ALL the 1819 correspondence from CO48/41 through CO48/46 has been transcribed whether or not the writers emigrated to the Cape. Those written by people who did become settlers, as listed in "The Settler Handbook" by M.D. Nash (Chameleon Press 1987), are labelled 1820 Settler and the names of actual settlers in the text appear in red.

ANSON, John, 1820 Settler

National Archives, Kew CO48/41, 8

116 Hoxton

London

17 July 1819

Sir,

I humbly solicit you that this proposal might be taken into consideration as it is my wish to take my family to the Cape of Good Hope upon the conditions specified in this day's Newspaper in Agricultural Business having been used to it in Yorkshire also in surveying & measuring land. Likewise in mining and canal work. I have been upwards of 20 years in London, 4 years in His Majesty's Reg't of Life Guards and the remainder in the Hon'ble East India Company's warehouses.
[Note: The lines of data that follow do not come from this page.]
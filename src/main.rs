//! # ozcryptonews
//!
//! Tracks Australian regulator and crypto news. Article metadata (date,
//! source, URL, title) is harvested from HTML listings, RSS/Atom feeds and
//! WordPress REST APIs into one shared CSV ledger. New rows are relayed to a
//! Telegram chat, and the ledger can be committed and pushed to a git remote.
//!
//! ## Usage
//!
//! ```sh
//! ozcryptonews harvest
//! ozcryptonews notify
//! ozcryptonews publish
//! ```
//!
//! ## Architecture
//!
//! Every subcommand is a single sequential pass over the ledger:
//! 1. **Harvest**: each configured source runs through the shared
//!    fetch / extract / filter / append pipeline in [`harvest`]
//! 2. **Notify**: pending rows are delivered and flagged by [`notify`]
//! 3. **Publish**: [`publisher`] runs `git add`, `commit` and `push`

use clap::Parser;
use std::error::Error;
use std::time::Duration;
use tracing::{debug, error, info, instrument, warn};
use tracing_subscriber::{fmt as tfmt, EnvFilter};

mod cli;
mod config;
mod dates;
mod fetch;
mod harvest;
mod keywords;
mod ledger;
mod models;
mod notify;
mod publisher;
mod utils;

use cli::{Cli, Command};
use config::Config;
use fetch::HttpFetcher;
use harvest::{AnySource, Harvester, Source};
use keywords::Keywords;
use ledger::Ledger;
use notify::{Notifier, TelegramChannel};
use publisher::Publisher;

#[tokio::main]
#[instrument]
async fn main() -> Result<(), Box<dyn Error>> {
    // --- Tracing init ---
    let filter = EnvFilter::try_from_default_env().unwrap_or_else(|_| EnvFilter::new("info"));
    tfmt()
        .with_env_filter(filter)
        .with_target(true)
        .with_file(false)
        .with_line_number(false)
        .with_timer(tracing_subscriber::fmt::time::UtcTime::rfc_3339())
        .init();

    let start_time = std::time::Instant::now();
    info!("ozcryptonews starting up");

    // Parse CLI
    let args = Cli::parse();
    debug!(?args.command, ?args.config, "Parsed CLI arguments");

    let mut config = Config::load(args.config.as_deref())?;
    args.apply_overrides(&mut config);
    info!(
        ledger = %config.ledger.display(),
        min_year = config.min_year,
        sources = config.sources.len(),
        "Configuration ready"
    );

    let result = match &args.command {
        Command::Harvest { sources } => run_harvest(&config, sources).await,
        Command::Sources => {
            list_sources(&config);
            Ok(())
        }
        Command::Notify {
            telegram_token,
            telegram_chat_id,
            delay_ms,
        } => run_notify(&config, telegram_token.clone(), telegram_chat_id.clone(), *delay_ms).await,
        Command::Publish => run_publish(&config).await,
    };

    let elapsed = start_time.elapsed();
    match &result {
        Ok(()) => info!(
            ?elapsed,
            secs = elapsed.as_secs(),
            millis = elapsed.subsec_millis(),
            "Execution complete"
        ),
        Err(e) => error!(?elapsed, error = %e, "Execution failed"),
    }
    result
}

/// Run the selected sources one after another against the ledger.
///
/// A source whose ledger or memo I/O fails is skipped; the command still
/// runs the remaining sources and then reports failure.
async fn run_harvest(config: &Config, ids: &[String]) -> Result<(), Box<dyn Error>> {
    let selected = config.select_sources(ids)?;
    let sources = selected
        .iter()
        .map(|source| AnySource::from_config(source))
        .collect::<Result<Vec<_>, _>>()?;

    let ledger = Ledger::open(&config.ledger);
    let fetcher = HttpFetcher::new(Duration::from_secs(config.request_timeout_secs), &config.user_agent)?;
    let global_keywords = Keywords::load(&config.keywords_file).await;
    let harvester = Harvester::new(&ledger, &fetcher, config.min_year)
        .with_request_delay(Duration::from_millis(config.request_delay_ms));

    let mut appended = 0;
    let mut failed = Vec::new();
    for (source_config, source) in selected.iter().zip(&sources) {
        let own_keywords;
        let keywords = match &source_config.keywords_file {
            Some(path) => {
                own_keywords = Keywords::load(path).await;
                &own_keywords
            }
            None => &global_keywords,
        };

        match harvester.run(source, keywords).await {
            Ok(report) => appended += report.appended,
            Err(e) => {
                error!(source = source.id(), error = %e, "Source aborted; nothing written for it");
                failed.push(source.id().to_string());
            }
        }
    }

    info!(sources = sources.len(), appended, failed = failed.len(), "Harvest finished");
    if !failed.is_empty() {
        return Err(format!("{} source(s) failed: {}", failed.len(), failed.join(", ")).into());
    }
    Ok(())
}

fn list_sources(config: &Config) {
    for source in &config.sources {
        println!("{}\t{}\t{}", source.id, source.kind.as_str(), source.urls.join(" "));
    }
}

async fn run_notify(
    config: &Config,
    token: Option<String>,
    chat_id: Option<String>,
    delay_ms: Option<u64>,
) -> Result<(), Box<dyn Error>> {
    let telegram = &config.notifier.telegram;
    let token = token
        .or_else(|| telegram.bot_token.clone())
        .ok_or("missing Telegram bot token (--telegram-token, TELEGRAM_BOT_TOKEN or notifier.telegram.bot_token)")?;
    let chat_id = chat_id
        .or_else(|| telegram.chat_id.clone())
        .ok_or("missing Telegram chat id (--telegram-chat-id, TELEGRAM_CHAT_ID or notifier.telegram.chat_id)")?;

    let channel = TelegramChannel::new(token, chat_id, Duration::from_secs(config.request_timeout_secs))?;
    let delay = Duration::from_millis(delay_ms.unwrap_or(config.notifier.delay_ms));
    let report = Notifier::new(delay)
        .run(&Ledger::open(&config.ledger), &channel)
        .await?;

    if report.failed > 0 {
        warn!(failed = report.failed, "Some rows were not delivered; they stay pending");
    }
    Ok(())
}

async fn run_publish(config: &Config) -> Result<(), Box<dyn Error>> {
    Publisher::new(&config.publisher).publish(&config.ledger).await?;
    Ok(())
}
My age is 45 years, my wife's age 48. The children are as follows.

John 19

Elizabeth 16

Henry 13

Ambrose 12

Hannah 10

Sarah 8

Should my application meet with the gentlemen's approbation I shall be very much obliged.

I am Sir your most obedient and humble servant

John J. ANSON

[Transcriber's Note: Listed as an independent settler in Hockly's ‘Story of the British Settlers of 1820' –see the correspondence of John LEIGH in CO48/44. See also correspondence of Thomas BERRY in CO48/41]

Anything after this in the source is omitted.